Start of Provided information

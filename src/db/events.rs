//! Append-only event log.
//!
//! Every state transition, LLM call, lock operation, recovery action, and
//! error lands here. Rows are never updated or deleted; `view-events`
//! reads them back for audit and debugging.

use crate::db::{now, Database};
use crate::types::EventCategory;

/// Parameters for appending one event row.
#[derive(Debug, Clone)]
pub struct NewEvent {
    /// Event category (the `view-events --category` filter key).
    pub category: EventCategory,
    /// Short machine-readable label within the category.
    pub event_type: String,
    /// Related document, if any.
    pub document_id: Option<String>,
    /// Related series, if any.
    pub series_id: Option<i64>,
    /// Related file, if any.
    pub file_id: Option<i64>,
    /// Related prompt, if any.
    pub prompt_id: Option<i64>,
    /// Model that served a related LLM call.
    pub model_id: Option<String>,
    /// Prompt-side token count of a related LLM call.
    pub request_tokens: Option<i64>,
    /// Completion-side token count of a related LLM call.
    pub response_tokens: Option<i64>,
    /// Latency of a related LLM call.
    pub latency_ms: Option<i64>,
    /// Free-form JSON payload.
    pub details: serde_json::Value,
    /// Owning user.
    pub user_id: String,
}

impl Default for NewEvent {
    fn default() -> Self {
        Self {
            category: EventCategory::Lifecycle,
            event_type: String::new(),
            document_id: None,
            series_id: None,
            file_id: None,
            prompt_id: None,
            model_id: None,
            request_tokens: None,
            response_tokens: None,
            latency_ms: None,
            details: serde_json::json!({}),
            user_id: "local".to_owned(),
        }
    }
}

/// A row read back from the `events` table.
#[derive(Debug, Clone, sqlx::FromRow)]
pub struct EventRecord {
    /// Auto-increment row id.
    pub id: i64,
    /// Event category.
    pub category: String,
    /// Short label within the category.
    pub event_type: String,
    /// Related document, if any.
    pub document_id: Option<String>,
    /// Related series, if any.
    pub series_id: Option<i64>,
    /// Related file, if any.
    pub file_id: Option<i64>,
    /// Related prompt, if any.
    pub prompt_id: Option<i64>,
    /// Model that served a related LLM call.
    pub model_id: Option<String>,
    /// Prompt-side token count.
    pub request_tokens: Option<i64>,
    /// Completion-side token count.
    pub response_tokens: Option<i64>,
    /// LLM call latency.
    pub latency_ms: Option<i64>,
    /// Free-form JSON payload.
    pub details: String,
    /// Owning user.
    pub user_id: String,
    /// Append timestamp (RFC 3339).
    pub created_at: String,
}

const EVENT_COLUMNS: &str = "id, category, event_type, document_id, series_id, file_id, \
     prompt_id, model_id, request_tokens, response_tokens, latency_ms, details, user_id, created_at";

impl Database {
    /// Append one event row; returns its id.
    ///
    /// # Errors
    ///
    /// Returns an error if the database write fails.
    pub async fn log_event(&self, event: &NewEvent) -> anyhow::Result<i64> {
        let result = sqlx::query(
            "INSERT INTO events (category, event_type, document_id, series_id, file_id, prompt_id,
                                 model_id, request_tokens, response_tokens, latency_ms, details,
                                 user_id, created_at)
             VALUES (?1, ?2, ?3, ?4, ?5, ?6, ?7, ?8, ?9, ?10, ?11, ?12, ?13)",
        )
        .bind(event.category.as_str())
        .bind(&event.event_type)
        .bind(&event.document_id)
        .bind(event.series_id)
        .bind(event.file_id)
        .bind(event.prompt_id)
        .bind(&event.model_id)
        .bind(event.request_tokens)
        .bind(event.response_tokens)
        .bind(event.latency_ms)
        .bind(event.details.to_string())
        .bind(&event.user_id)
        .bind(now())
        .execute(self.pool())
        .await?;
        Ok(result.last_insert_rowid())
    }

    /// Events for one document, oldest first, optionally filtered by
    /// category.
    ///
    /// # Errors
    ///
    /// Returns an error if the database read fails.
    pub async fn events_for_document(
        &self,
        document_id: &str,
        category: Option<EventCategory>,
        limit: i64,
    ) -> anyhow::Result<Vec<EventRecord>> {
        let rows = match category {
            Some(cat) => {
                let sql = format!(
                    "SELECT {EVENT_COLUMNS} FROM events
                     WHERE document_id = ?1 AND category = ?2
                     ORDER BY id ASC LIMIT ?3"
                );
                sqlx::query_as::<_, EventRecord>(&sql)
                    .bind(document_id)
                    .bind(cat.as_str())
                    .bind(limit)
                    .fetch_all(self.pool())
                    .await?
            }
            None => {
                let sql = format!(
                    "SELECT {EVENT_COLUMNS} FROM events
                     WHERE document_id = ?1
                     ORDER BY id ASC LIMIT ?2"
                );
                sqlx::query_as::<_, EventRecord>(&sql)
                    .bind(document_id)
                    .bind(limit)
                    .fetch_all(self.pool())
                    .await?
            }
        };
        Ok(rows)
    }

    /// Count events in one category (used by invariant checks in tests).
    ///
    /// # Errors
    ///
    /// Returns an error if the database read fails.
    pub async fn count_events(&self, category: EventCategory) -> anyhow::Result<i64> {
        let row: (i64,) = sqlx::query_as("SELECT COUNT(*) FROM events WHERE category = ?1")
            .bind(category.as_str())
            .fetch_one(self.pool())
            .await?;
        Ok(row.0)
    }
}

#[cfg(test)]
mod tests {
    use super::*;
    use serde_json::json;

    async fn db() -> Database {
        Database::open_in_memory().await.expect("in-memory db")
    }

    #[tokio::test]
    async fn append_and_read_back() {
        let db = db().await;
        let id = db
            .log_event(&NewEvent {
                category: EventCategory::LlmRequest,
                event_type: "classify".to_owned(),
                document_id: Some("doc-1".to_owned()),
                model_id: Some("claude-sonnet-4-20250514".to_owned()),
                request_tokens: Some(812),
                response_tokens: Some(64),
                latency_ms: Some(950),
                details: json!({ "prompt_version": 1 }),
                ..NewEvent::default()
            })
            .await
            .expect("log");
        assert!(id > 0);

        let events = db
            .events_for_document("doc-1", None, 10)
            .await
            .expect("read");
        assert_eq!(events.len(), 1);
        assert_eq!(events[0].category, "llm_request");
        assert_eq!(events[0].request_tokens, Some(812));
        assert_eq!(events[0].response_tokens, Some(64));
        assert!(events[0].details.contains("prompt_version"));
    }

    #[tokio::test]
    async fn category_filter_applies() {
        let db = db().await;
        for category in [EventCategory::LlmRequest, EventCategory::Lock] {
            db.log_event(&NewEvent {
                category,
                event_type: "x".to_owned(),
                document_id: Some("doc-1".to_owned()),
                ..NewEvent::default()
            })
            .await
            .expect("log");
        }

        let locks = db
            .events_for_document("doc-1", Some(EventCategory::Lock), 10)
            .await
            .expect("read");
        assert_eq!(locks.len(), 1);
        assert_eq!(locks[0].category, "lock");

        assert_eq!(
            db.count_events(EventCategory::LlmRequest)
                .await
                .expect("count"),
            1
        );
    }
}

End of Provided information

Task directions:
Looking at the records above, work out how many lines include the word "LlmRequest", then give that number by itself.

The answer:
3